As an accountant, unless you take the local examinations for tax law and corporate law at the minimum, you will find it very hard to break into the industry. 

Accounting has strong demand with high turnover, but really, the gold standard accounting qualifications here are the CA or CPA.

Unless you intend to get localised education for accounting on top of what you already have, you will struggle unless your qualification is highly renowned.

As a rule of thumb, the "ACCA" qualification is not very widely recognised here, and neither are the CAs from the sub-continent seem in the industry at the same level as those from the GAA accounting bodies.

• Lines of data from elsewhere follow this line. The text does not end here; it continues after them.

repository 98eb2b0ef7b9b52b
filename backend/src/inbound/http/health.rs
//! Health endpoints: liveness and readiness probes for orchestration.

use std::sync::atomic::{AtomicBool, Ordering};

use actix_web::{HttpResponse, get, http::header, web};

/// Readiness and liveness flags shared with the probes.
pub struct HealthState {
    ready: AtomicBool,
    live: AtomicBool,
}

impl Default for HealthState {
    fn default() -> Self {
        Self {
            ready: AtomicBool::new(false),
            live: AtomicBool::new(true),
        }
    }
}

impl HealthState {
    /// Start live but not ready.
    pub fn new() -> Self {
        Self::default()
    }

    /// Flip readiness once the database and the course catalogue answered.
    pub fn mark_ready(&self) {
        self.ready.store(true, Ordering::Release);
    }

    /// Fail liveness so orchestrators stop routing during shutdown.
    pub fn mark_unhealthy(&self) {
        self.live.store(false, Ordering::Release);
    }

    pub fn is_ready(&self) -> bool {
        self.ready.load(Ordering::Acquire)
    }

    pub fn is_alive(&self) -> bool {
        self.live.load(Ordering::Acquire)
    }

    fn probe_response(probe_ok: bool) -> HttpResponse {
        let mut response = if probe_ok {
            HttpResponse::Ok()
        } else {
            HttpResponse::ServiceUnavailable()
        };

        response
            .insert_header((header::CACHE_CONTROL, "no-store"))
            .finish()
    }
}

/// Readiness probe. 200 once startup finished, 503 before.
#[utoipa::path(
    get,
    path = "/health/ready",
    tags = ["health"],
    responses(
        (status = 200, description = "Server is ready to handle traffic"),
        (status = 503, description = "Server is not ready")
    )
)]
#[get("/health/ready")]
pub async fn ready(state: web::Data<HealthState>) -> HttpResponse {
    HealthState::probe_response(state.is_ready())
}

/// Liveness probe. 200 while alive, 503 once draining.
#[utoipa::path(
    get,
    path = "/health/live",
    tags = ["health"],
    responses(
        (status = 200, description = "Server is alive"),
        (status = 503, description = "Server is shutting down")
    )
)]
#[get("/health/live")]
pub async fn live(state: web::Data<HealthState>) -> HttpResponse {
    HealthState::probe_response(state.is_alive())
}
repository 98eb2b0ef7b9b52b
//! Inbound adapters that translate external requests into domain service
//! calls while keeping framework details at the edge.

pub mod http;
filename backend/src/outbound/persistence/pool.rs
//! bb8 connection pool over `diesel-async` PostgreSQL connections.
//!
//! The pool is built once at startup and handed to each repository; dropping
//! the last clone closes every connection.

use std::time::Duration;

use diesel_async::AsyncPgConnection;
use diesel_async::pooled_connection::AsyncDieselConnectionManager;
use diesel_async::pooled_connection::bb8::{Pool, PooledConnection};

/// Pool construction and checkout failures.
#[derive(Debug, Clone, PartialEq, Eq, thiserror::Error)]
pub enum PoolError {
    #[error("failed to get connection from pool: {message}")]
    Checkout { message: String },
    #[error("failed to build connection pool: {message}")]
    Build { message: String },
}

impl PoolError {
    pub fn checkout(message: impl Into<String>) -> Self {
        Self::Checkout {
            message: message.into(),
        }
    }

    pub fn build(message: impl Into<String>) -> Self {
        Self::Build {
            message: message.into(),
        }
    }

    /// Underlying driver message.
    pub fn into_message(self) -> String {
        match self {
            Self::Checkout { message } | Self::Build { message } => message,
        }
    }
}

/// Pool sizing and checkout limits.
///
/// Defaults: ten connections, one kept idle, thirty second checkout timeout.
#[derive(Debug, Clone)]
pub struct PoolConfig {
    database_url: String,
    max_size: u32,
    min_idle: Option<u32>,
    connection_timeout: Duration,
}

impl PoolConfig {
    pub fn new(database_url: impl Into<String>) -> Self {
        Self {
            database_url: database_url.into(),
            max_size: 10,
            min_idle: Some(1),
            connection_timeout: Duration::from_secs(30),
        }
    }

    #[must_use]
    pub fn with_max_size(mut self, max_size: u32) -> Self {
        self.max_size = max_size.max(1);
        self
    }

    #[must_use]
    pub fn with_min_idle(mut self, min_idle: Option<u32>) -> Self {
        self.min_idle = min_idle;
        self
    }

    #[must_use]
    pub fn with_connection_timeout(mut self, timeout: Duration) -> Self {
        self.connection_timeout = timeout;
        self
    }

    pub fn database_url(&self) -> &str {
        &self.database_url
    }
}

/// Shared async connection pool.
#[derive(Clone)]
pub struct DbPool {
    inner: Pool<AsyncPgConnection>,
}

impl DbPool {
    /// Build the pool and open its idle connections.
    ///
    /// # Errors
    ///
    /// [`PoolError::Build`] when the URL is invalid or the initial connections
    /// cannot be opened.
    pub async fn new(config: PoolConfig) -> Result<Self, PoolError> {
        let manager = AsyncDieselConnectionManager::<AsyncPgConnection>::new(config.database_url);
        let min_idle = config.min_idle.map(|idle| idle.min(config.max_size));
        let inner = Pool::builder()
            .max_size(config.max_size)
            .min_idle(min_idle)
            .connection_timeout(config.connection_timeout)
            .build(manager)
            .await
            .map_err(|err| PoolError::build(err.to_string()))?;
        Ok(Self { inner })
    }

    /// Check out a connection, waiting up to the configured timeout.
    pub async fn get(&self) -> Result<PooledConnection<'_, AsyncPgConnection>, PoolError> {
        self.inner
            .get()
            .await
            .map_err(|err| PoolError::checkout(err.to_string()))
    }
}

The Big4 (KPMG, Deloitte, E&Y, PwC) are the biggest accounting firms, but there are others such as Lawler Chartered Accountants, Grant Thornton, Moore Stephens etc which are quite large in their own right. However, all of them insist on getting the CA from ICAA at some stage.

That said, keep trying, and once you get your foot in, accounting is a rewarding career line with very diverse options.

P.S. Don't limit yourself to financial firms only. Accountants are hired by more or less every company.


----------



## uroojs (Mar 24, 2011)

twister292 said:


> As an accountant, unless you take the local examinations for tax law and corporate law at the minimum, you will find it very hard to break into the industry.
> 
> Accounting has strong demand with high turnover, but really, the gold standard accounting qualifications here are the CA or CPA.
> 
> ...


Thank you for the useful information.

I have already paid fee for CPA ...... i am registered there. they have asked to appear for 4 examz out of 6...... i am already preparing for them.....


I think after clearing the exams i do stand a chance to get a good job IA.

What do you do and which city do you live in?


----------



## twister292 (Mar 25, 2011)

You should be good to go with a CPA...it's a highly regarded qualification.

I am currently in Melbourne.


----------



## skuruvi (Dec 20, 2010)

*Does a CPA membership count?*



twister292 said:


> As an accountant, unless you take the local examinations for tax law and corporate law at the minimum, you will find it very hard to break into the industry.
> 
> Accounting has strong demand with high turnover, but really, the gold standard accounting qualifications here are the CA or CPA.
> 
> ...


Hi Twister,

Thanks for the update, i am doing CIMA, UK currently.. Once I qualify I will be able to get a CPA membership as there is a tie up between the 2 Institutes. will this help or is it neccessary that we need to do the CPA course?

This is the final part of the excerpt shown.